Effective teams produce better projects. IPA’s Team Development Index (TDI) measures the processes that enhance team performance, improve project definition, and drive project outcomes. The TDI takes into consideration the team’s functional composition and clarity of roles and responsibilities.
A team’s confidence in the success of the project is highly predictive of the project’s eventual outcomes. IPA’s Team Functionality Assessment (TFA) quantifies project team members’ perceptions on fundamental project elements, indicating the team’s alignment on project objectives and confidence in the targeted outcomes. The TFA measurement during FEL statistically correlates with cost, schedule, and operational performance.

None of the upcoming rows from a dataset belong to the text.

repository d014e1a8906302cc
//! Terminal management - size probing, cursor control, and panic-safe cleanup.

use std::io::{self, Write};
use std::panic;
use std::sync::atomic::{AtomicBool, Ordering};

/// Clear the whole screen.
pub const CLEAR: &[u8] = b"\x1b[2J";
/// Move the cursor to the top-left corner.
pub const HOME: &[u8] = b"\x1b[H";
/// Hide the cursor.
const HIDE_CURSOR: &[u8] = b"\x1b[?25l";
/// Show the cursor.
const SHOW_CURSOR: &[u8] = b"\x1b[?25h";

/// Static flag to track if the screen needs restoring (for panic handler)
static SCREEN_ACTIVE: AtomicBool = AtomicBool::new(false);

/// Global flag for handling Ctrl+C across the application
static CTRLC_RECEIVED: AtomicBool = AtomicBool::new(false);

/// Query the terminal's (columns, rows).
pub fn probe_size() -> io::Result<(u16, u16)> {
    crossterm::terminal::size()
}

/// Check if Ctrl+C has been received.
pub fn interrupted() -> bool {
    CTRLC_RECEIVED.load(Ordering::SeqCst)
}

/// Set up the Ctrl+C handler.
///
/// This should be called once at program startup. The handler only flips a
/// flag; the render loop notices it and exits through the normal cleanup
/// path, so the handler itself must not write to the screen.
pub fn setup_ctrlc_handler() -> Result<(), ctrlc::Error> {
    ctrlc::set_handler(move || {
        CTRLC_RECEIVED.store(true, Ordering::SeqCst);
    })
}

/// Guard that takes over the screen and restores it on drop.
/// This handles both normal exits and panics.
pub struct TerminalGuard {
    /// Whether this guard is responsible for cleanup
    active: bool,
}

impl TerminalGuard {
    /// Hide the cursor and clear the screen, returning a guard that undoes
    /// both when dropped.
    ///
    /// # Errors
    /// Returns an error if writing to stdout fails
    pub fn enter() -> io::Result<Self> {
        // Install panic hook before touching the screen
        install_panic_hook();

        let mut stdout = io::stdout();
        stdout.write_all(HIDE_CURSOR)?;
        stdout.write_all(CLEAR)?;
        stdout.write_all(HOME)?;
        stdout.flush()?;
        SCREEN_ACTIVE.store(true, Ordering::SeqCst);

        Ok(Self { active: true })
    }
}

impl Drop for TerminalGuard {
    fn drop(&mut self) {
        if self.active {
            SCREEN_ACTIVE.store(false, Ordering::SeqCst);
            // Best-effort cleanup - ignore errors during drop
            let _ = restore_screen();
        }
    }
}

fn restore_screen() -> io::Result<()> {
    let mut stdout = io::stdout();
    stdout.write_all(SHOW_CURSOR)?;
    stdout.write_all(CLEAR)?;
    stdout.write_all(HOME)?;
    stdout.flush()
}

/// Install a panic hook that restores the terminal before panicking.
/// This ensures the panic message lands on a usable screen.
fn install_panic_hook() {
    // Only install once - check if we've already installed
    static HOOK_INSTALLED: AtomicBool = AtomicBool::new(false);

    if HOOK_INSTALLED.swap(true, Ordering::SeqCst) {
        return; // Already installed
    }

    let original_hook = panic::take_hook();

    panic::set_hook(Box::new(move |panic_info| {
        // Restore the screen before showing the panic message
        if SCREEN_ACTIVE.swap(false, Ordering::SeqCst) {
            let _ = restore_screen();
        }

        // Call the original panic hook to print the panic message
        original_hook(panic_info);
    }));
}
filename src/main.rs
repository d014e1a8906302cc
use clap::{Parser, ValueEnum};
use log::warn;

use ttv::cli::{Args, Mode};
use ttv::config::Config;
use ttv::player::{self, PlayOptions, PlaybackSummary};
use ttv::source::{self, CameraSource, FrameSource};
use ttv::terminal::{self, TerminalGuard};

fn main() {
    // Logging goes to stderr and stays off unless RUST_LOG asks for it,
    // so it cannot scribble over the picture.
    env_logger::init();

    let args = Args::parse();

    match run(args) {
        Ok(summary) => print_summary(&summary),
        Err(e) => {
            eprintln!("Error: {}", e);
            std::process::exit(1);
        }
    }
}

fn run(args: Args) -> Result<PlaybackSummary, Box<dyn std::error::Error>> {
    let config = Config::load(args.config.as_deref())?;
    let opts = build_options(&args, &config)?;

    let mut source: Box<dyn FrameSource> = if let Some(index) = args.camera {
        let (width, height) = args.camera_size;
        Box::new(CameraSource::open(index, width, height)?)
    } else {
        // clap guarantees input is present when --camera is absent
        let path = args
            .input
            .as_deref()
            .ok_or("an input path or --camera is required")?;
        source::open(path)?
    };

    if let Err(e) = terminal::setup_ctrlc_handler() {
        warn!("could not install Ctrl+C handler: {e}");
    }

    // The guard's drop restores the screen before the summary prints.
    let summary = {
        let _guard = TerminalGuard::enter()?;
        player::play(source.as_mut(), &opts)?
    };
    Ok(summary)
}

/// Merge CLI flags over the config file over the built-in defaults.
fn build_options(args: &Args, config: &Config) -> Result<PlayOptions, String> {
    let mode = match (args.mode, config.playback.mode.as_deref()) {
        (Some(m), _) => m,
        (None, Some(name)) => Mode::from_str(name, true)
            .map_err(|_| format!("unknown mode '{name}' in config file"))?,
        (None, None) => Mode::default(),
    };

    let fps = args.fps.or(config.playback.fps).unwrap_or(30);
    if !(1..=240).contains(&fps) {
        return Err(format!("fps must be between 1 and 240, got {fps}"));
    }

    let repeat = args.repeat.or(config.render.repeat).unwrap_or(1);
    if !(1..=4).contains(&repeat) {
        return Err(format!("repeat must be between 1 and 4, got {repeat}"));
    }

    let threshold = args.threshold.or(config.render.threshold).unwrap_or(128);
    let skip = if args.no_skip {
        false
    } else {
        config.playback.skip.unwrap_or(true)
    };
    let stats = args.stats || config.render.stats.unwrap_or(false);

    Ok(PlayOptions {
        mode: mode.into(),
        fps,
        threshold,
        skip,
        repeat,
        stats,
    })
}

fn print_summary(summary: &PlaybackSummary) {
    let suffix = if summary.interrupted {
        " (interrupted)"
    } else {
        ""
    };
    println!(
        "{} frames rendered, {} skipped{}",
        summary.frames_rendered, summary.frames_skipped, suffix
    );
}
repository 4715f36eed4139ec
use crate::auth;
use crate::state::AppState;
use axum::{routing::get, Router};
use std::net::SocketAddr;
use tower_http::{cors::CorsLayer, trace::TraceLayer};

pub fn build_app(state: AppState) -> Router {
    Router::new()
        .nest(
            "/api/v1",
            Router::new()
                .merge(auth::router())
                .route("/health", get(|| async { "ok" })),
        )
        .with_state(state)
        .layer(CorsLayer::permissive())
        .layer(
            TraceLayer::new_for_http()
                .make_span_with(|req: &axum::http::Request<_>| {
                    let method = req.method().clone();
                    let uri = req.uri().clone();
                    tracing::info_span!("http_request", %method, uri = %uri)
                })
                .on_response(
                    |res: &axum::http::Response<_>,
                     _latency: std::time::Duration,
                     span: &tracing::Span| {
                        let status = res.status();
                        span.record("status", tracing::field::display(status));
                        if status.is_server_error() {
                            tracing::error!(%status, "response");
                        } else {
                            tracing::info!(%status, "response");
                        }
                    },
                ),
        )
}

pub async fn serve(app: Router) -> anyhow::Result<()> {
    let addr: SocketAddr = format!(
        "{}:{}",
        std::env::var("APP_HOST").unwrap_or_else(|_| "0.0.0.0".into()),
        std::env::var("APP_PORT").unwrap_or_else(|_| "8080".into())
    )
    .parse()?;

    tracing::info!("listening on {}", addr);
    let listener = tokio::net::TcpListener::bind(addr).await?;
    axum::serve(listener, app).await?;
    Ok(())
}
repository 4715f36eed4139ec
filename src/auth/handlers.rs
use axum::{
    extract::State,
    http::StatusCode,
    routing::{get, post},
    Json, Router,
};
use tracing::{error, info, instrument, warn};

use crate::{
    auth::{
        dto::{LoginRequest, PublicAccount, RegisterRequest, SessionResponse},
        extractors::CurrentAccount,
        services::{self, AuthError, AuthOutcome, RegisterError},
    },
    state::AppState,
};

pub fn auth_routes() -> Router<AppState> {
    Router::new()
        .route("/auth/register", post(register))
        .route("/auth/login", post(login))
        .route("/auth/logout", post(logout))
}

pub fn me_routes() -> Router<AppState> {
    Router::new().route("/me", get(get_me))
}

#[instrument(skip(state, payload))]
pub async fn register(
    State(state): State<AppState>,
    Json(payload): Json<RegisterRequest>,
) -> Result<(StatusCode, Json<PublicAccount>), (StatusCode, String)> {
    let account = services::register(
        state.store.as_ref(),
        payload.username.trim(),
        payload.email.trim(),
        &payload.password,
        &payload.confirm_password,
    )
    .await
    .map_err(|e| match e {
        RegisterError::InvalidInput(msg) => (StatusCode::BAD_REQUEST, msg.to_string()),
        RegisterError::SecretMismatch => {
            (StatusCode::BAD_REQUEST, "passwords do not match".into())
        }
        RegisterError::UsernameTaken => {
            (StatusCode::CONFLICT, "username already in use".into())
        }
        RegisterError::EmailTaken => {
            (StatusCode::CONFLICT, "email already registered".into())
        }
        RegisterError::Conflict => {
            warn!("registration conflict");
            (StatusCode::CONFLICT, "registration conflict, try again".into())
        }
        RegisterError::Hashing(e) => {
            error!(error = %e, "hash_secret failed");
            (StatusCode::INTERNAL_SERVER_ERROR, "registration failed".into())
        }
        RegisterError::Store(e) => {
            error!(error = %e, "account store unavailable");
            (StatusCode::SERVICE_UNAVAILABLE, "service unavailable".into())
        }
    })?;

    info!(account_id = %account.id, username = %account.username, "account registered");
    Ok((StatusCode::CREATED, Json(PublicAccount::from(account))))
}

#[instrument(skip(state, payload))]
pub async fn login(
    State(state): State<AppState>,
    Json(payload): Json<LoginRequest>,
) -> Result<Json<SessionResponse>, (StatusCode, String)> {
    let outcome = services::authenticate(
        state.store.as_ref(),
        payload.identifier.trim(),
        &payload.password,
    )
    .await
    .map_err(|e| match e {
        AuthError::Store(e) => {
            error!(error = %e, "account store unavailable");
            (StatusCode::SERVICE_UNAVAILABLE, "service unavailable".into())
        }
        AuthError::Verify(e) => {
            error!(error = %e, "verify_secret task failed");
            (StatusCode::INTERNAL_SERVER_ERROR, "login failed".into())
        }
    })?;

    let account = match outcome {
        AuthOutcome::Authenticated(account) => account,
        AuthOutcome::InvalidInput => {
            return Err((StatusCode::BAD_REQUEST, "fill in all fields".into()));
        }
        AuthOutcome::InvalidCredentials => {
            warn!("login rejected");
            return Err((StatusCode::UNAUTHORIZED, "invalid credentials".into()));
        }
        AuthOutcome::AccountDisabled => {
            warn!("login on disabled account rejected");
            return Err((StatusCode::FORBIDDEN, "account is disabled".into()));
        }
    };

    let session = state
        .sessions
        .open(account.id, payload.remember)
        .await
        .map_err(|e| {
            error!(error = %e, "session open failed");
            (StatusCode::INTERNAL_SERVER_ERROR, "login failed".into())
        })?;

    info!(account_id = %account.id, username = %account.username, "logged in");
    Ok(Json(SessionResponse {
        session_token: session.token,
        expires_at: session.expires_at,
        account: PublicAccount::from(account),
    }))
}

#[instrument(skip(state, current))]
pub async fn logout(
    State(state): State<AppState>,
    current: CurrentAccount,
) -> Result<StatusCode, (StatusCode, String)> {
    state.sessions.revoke(&current.token).await.map_err(|e| {
        error!(error = %e, "session revoke failed");
        (StatusCode::INTERNAL_SERVER_ERROR, "logout failed".into())
    })?;

    info!(account_id = %current.account.id, "logged out");
    Ok(StatusCode::NO_CONTENT)
}

#[instrument(skip(current))]
pub async fn get_me(current: CurrentAccount) -> Json<PublicAccount> {
    Json(PublicAccount::from(current.account))
}
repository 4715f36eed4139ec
use serde::{Deserialize, Serialize};
use time::OffsetDateTime;
use uuid::Uuid;

use crate::accounts::repo_types::Account;

/// Request body for user registration.
#[derive(Debug, Deserialize)]
pub struct RegisterRequest {
    pub username: String,
    pub email: String,
    pub password: String,
    pub confirm_password: String,
}

/// Request body for login. `identifier` is a username or an email,
/// disambiguated by syntax on the server.
#[derive(Debug, Deserialize)]
pub struct LoginRequest {
    pub identifier: String,
    pub password: String,
    #[serde(default)]
    pub remember: bool,
}

/// Response returned after a successful login.
#[derive(Debug, Serialize)]
pub struct SessionResponse {
    pub session_token: String,
    #[serde(with = "time::serde::rfc3339")]
    pub expires_at: OffsetDateTime,
    pub account: PublicAccount,
}

/// Public part of the account returned to the client.
#[derive(Debug, Serialize)]
pub struct PublicAccount {
    pub id: Uuid,
    pub username: String,
    pub email: String,
}

impl From<Account> for PublicAccount {
    fn from(account: Account) -> Self {
        Self {
            id: account.id,
            username: account.username,
            email: account.email,
        }
    }
}

#[cfg(test)]
mod tests {
    use super::*;

    #[test]
    fn login_request_remember_defaults_to_false() {
        let req: LoginRequest =
            serde_json::from_str(r#"{"identifier": "alice", "password": "pw"}"#).unwrap();
        assert!(!req.remember);
    }

    #[test]
    fn public_account_serialization() {
        let account = PublicAccount {
            id: Uuid::new_v4(),
            username: "alice".into(),
            email: "alice@example.com".into(),
        };
        let json = serde_json::to_string(&account).unwrap();
        assert!(json.contains("alice@example.com"));
        assert!(json.contains("id"));
    }
}
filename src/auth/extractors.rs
use axum::{
    async_trait,
    extract::FromRequestParts,
    http::{request::Parts, StatusCode},
};
use tracing::error;

use crate::accounts::repo_types::Account;
use crate::state::AppState;

/// Session guard: resolves the bearer token against the session backend
/// and loads the account. Denies with 401 when the session is missing or
/// expired, and when the account has been disabled since login.
pub struct CurrentAccount {
    pub token: String,
    pub account: Account,
}

#[async_trait]
impl FromRequestParts<AppState> for CurrentAccount {
    type Rejection = (StatusCode, String);

    async fn from_request_parts(
        parts: &mut Parts,
        state: &AppState,
    ) -> Result<Self, Self::Rejection> {
        // Read Authorization header
        let auth = parts
            .headers
            .get(axum::http::header::AUTHORIZATION)
            .and_then(|h| h.to_str().ok())
            .ok_or((StatusCode::UNAUTHORIZED, "missing Authorization header".into()))?;

        // Expect "Bearer <token>"
        let token = auth
            .strip_prefix("Bearer ")
            .or_else(|| auth.strip_prefix("bearer "))
            .ok_or((StatusCode::UNAUTHORIZED, "invalid auth scheme".into()))?;

        let account_id = state
            .sessions
            .resolve(token)
            .await
            .map_err(|e| {
                error!(error = %e, "session backend failure");
                (StatusCode::INTERNAL_SERVER_ERROR, "session lookup failed".into())
            })?
            .ok_or((StatusCode::UNAUTHORIZED, "invalid or expired session".into()))?;

        let account = state
            .store
            .find_by_id(account_id)
            .await
            .map_err(|e| {
                error!(error = %e, "account store failure");
                (StatusCode::SERVICE_UNAVAILABLE, "account lookup failed".into())
            })?
            .ok_or((StatusCode::UNAUTHORIZED, "invalid or expired session".into()))?;

        if !account.active {
            return Err((StatusCode::UNAUTHORIZED, "account is disabled".into()));
        }

        Ok(CurrentAccount {
            token: token.to_owned(),
            account,
        })
    }
}
use argon2::{
    password_hash::{PasswordHash, PasswordHasher, PasswordVerifier, SaltString},
    Argon2,
};
use rand::rngs::OsRng;
use tracing::{error, warn};

/// Hash a secret with Argon2id and a fresh random salt. Output is a
/// PHC-format string; two calls on the same input yield different strings.
pub fn hash_secret(plain: &str) -> anyhow::Result<String> {
    let salt = SaltString::generate(&mut OsRng);
    let argon2 = Argon2::default();
    let hash = argon2
        .hash_password(plain.as_bytes(), &salt)
        .map_err(|e| {
            error!(error = %e, "argon2 hash_secret error");
            anyhow::anyhow!(e.to_string())
        })?
        .to_string();
    Ok(hash)
}

/// Verify a secret against a stored PHC-format hash. The comparison is
/// constant-time inside argon2. A malformed stored hash counts as a
/// mismatch rather than an error.
pub fn verify_secret(plain: &str, hash: &str) -> bool {
    let parsed = match PasswordHash::new(hash) {
        Ok(p) => p,
        Err(e) => {
            warn!(error = %e, "stored hash is malformed, treating as mismatch");
            return false;
        }
    };
    Argon2::default()
        .verify_password(plain.as_bytes(), &parsed)
        .is_ok()
}
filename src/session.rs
use axum::async_trait;
use rand::{distributions::Alphanumeric, rngs::OsRng, Rng};
use std::collections::HashMap;
use time::{Duration, OffsetDateTime};
use tokio::sync::Mutex;
use tracing::debug;
use uuid::Uuid;

/// An established session: an opaque token and its expiry.
#[derive(Debug, Clone)]
pub struct Session {
    pub token: String,
    pub expires_at: OffsetDateTime,
}

/// Server-side session state. The auth layer only signals open/revoke;
/// how sessions are stored is this collaborator's concern.
#[async_trait]
pub trait SessionBackend: Send + Sync {
    async fn open(&self, account_id: Uuid, remember: bool) -> anyhow::Result<Session>;
    async fn resolve(&self, token: &str) -> anyhow::Result<Option<Uuid>>;
    async fn revoke(&self, token: &str) -> anyhow::Result<()>;
}

/// In-process session table. Tokens are random alphanumeric strings from
/// OS randomness; expiry is checked lazily at resolve time.
pub struct MemorySessions {
    ttl: Duration,
    remember_ttl: Duration,
    inner: Mutex<HashMap<String, (Uuid, OffsetDateTime)>>,
}

impl MemorySessions {
    pub fn new(ttl: Duration, remember_ttl: Duration) -> Self {
        Self {
            ttl,
            remember_ttl,
            inner: Mutex::new(HashMap::new()),
        }
    }

    fn new_token() -> String {
        OsRng
            .sample_iter(&Alphanumeric)
            .take(48)
            .map(char::from)
            .collect()
    }

    #[cfg(test)]
    async fn len(&self) -> usize {
        self.inner.lock().await.len()
    }
}

#[async_trait]
impl SessionBackend for MemorySessions {
    async fn open(&self, account_id: Uuid, remember: bool) -> anyhow::Result<Session> {
        let ttl = if remember { self.remember_ttl } else { self.ttl };
        let now = OffsetDateTime::now_utc();
        let session = Session {
            token: Self::new_token(),
            expires_at: now + ttl,
        };
        let mut sessions = self.inner.lock().await;
        // Abandoned sessions are never resolved again, so sweep them here
        // instead of letting the table grow with every login.
        sessions.retain(|_, (_, expires_at)| *expires_at > now);
        sessions.insert(session.token.clone(), (account_id, session.expires_at));
        debug!(%account_id, remember, "session opened");
        Ok(session)
    }

    async fn resolve(&self, token: &str) -> anyhow::Result<Option<Uuid>> {
        let mut sessions = self.inner.lock().await;
        match sessions.get(token) {
            Some((account_id, expires_at)) if *expires_at > OffsetDateTime::now_utc() => {
                Ok(Some(*account_id))
            }
            Some(_) => {
                sessions.remove(token);
                Ok(None)
            }
            None => Ok(None),
        }
    }

    async fn revoke(&self, token: &str) -> anyhow::Result<()> {
        self.inner.lock().await.remove(token);
        Ok(())
    }
}

#[cfg(test)]
mod tests {
    use super::*;

    fn backend() -> MemorySessions {
        MemorySessions::new(Duration::minutes(60), Duration::days(14))
    }

    #[tokio::test]
    async fn open_resolve_revoke() {
        let sessions = backend();
        let account_id = Uuid::new_v4();
        let session = sessions.open(account_id, false).await.unwrap();

        assert_eq!(sessions.resolve(&session.token).await.unwrap(), Some(account_id));

        sessions.revoke(&session.token).await.unwrap();
        assert_eq!(sessions.resolve(&session.token).await.unwrap(), None);
    }

    #[tokio::test]
    async fn unknown_token_resolves_to_none() {
        let sessions = backend();
        assert_eq!(sessions.resolve("no-such-token").await.unwrap(), None);
    }

    #[tokio::test]
    async fn expired_session_resolves_to_none() {
        let sessions = MemorySessions::new(Duration::seconds(-1), Duration::seconds(-1));
        let session = sessions.open(Uuid::new_v4(), false).await.unwrap();
        assert_eq!(sessions.resolve(&session.token).await.unwrap(), None);
    }

    #[tokio::test]
    async fn remember_stretches_expiry() {
        let sessions = backend();
        let short = sessions.open(Uuid::new_v4(), false).await.unwrap();
        let long = sessions.open(Uuid::new_v4(), true).await.unwrap();
        assert!(long.expires_at > short.expires_at);
    }

    #[tokio::test]
    async fn abandoned_expired_sessions_are_swept_on_open() {
        let sessions = MemorySessions::new(Duration::seconds(-1), Duration::days(14));
        for _ in 0..100 {
            sessions.open(Uuid::new_v4(), false).await.unwrap();
        }

        // The next open sweeps every expired entry, abandoned or not.
        let account_id = Uuid::new_v4();
        let live = sessions.open(account_id, true).await.unwrap();

        assert_eq!(sessions.len().await, 1);
        assert_eq!(sessions.resolve(&live.token).await.unwrap(), Some(account_id));
    }

    #[tokio::test]
    async fn tokens_are_unique() {
        let sessions = backend();
        let a = sessions.open(Uuid::new_v4(), false).await.unwrap();
        let b = sessions.open(Uuid::new_v4(), false).await.unwrap();
        assert_ne!(a.token, b.token);
    }
}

A sub-committee of the Upstream Industry Benchmarking Consortium (UIBC), the Upstream Cost Engineering Committee (UCEC) focuses on advancing the owner cost engineering and project controls capabilities of its member companies in the exploration & production industry. Companies belonging to the UCEC range from super majors and national owner companies (including those with partial state ownership) to majors and independents.
IPA formed the Upstream Industry Benchmarking Consortium (UIBC) to meet the specific needs of owner firms in the oil & gas exploration & production (E&P) industry. UIBC member companies enjoy all of the same benefits that the IBC provides (exclusive research, performance metrics, knowledge sharing, annual meeting, competency-focused subcommittees, communities of practice, periodic webinars, and more), but with a focus squarely on the E&P industry. Membership consists of super majors and national owner companies (including those with partial state ownership), as well as majors and independents.
Value Improving Practices (VIPs) are tools and techniques identified by companies in the Industry Benchmarking Consortium (IBC) and verified through IPA research as disciplined practices that improve the value of capital projects.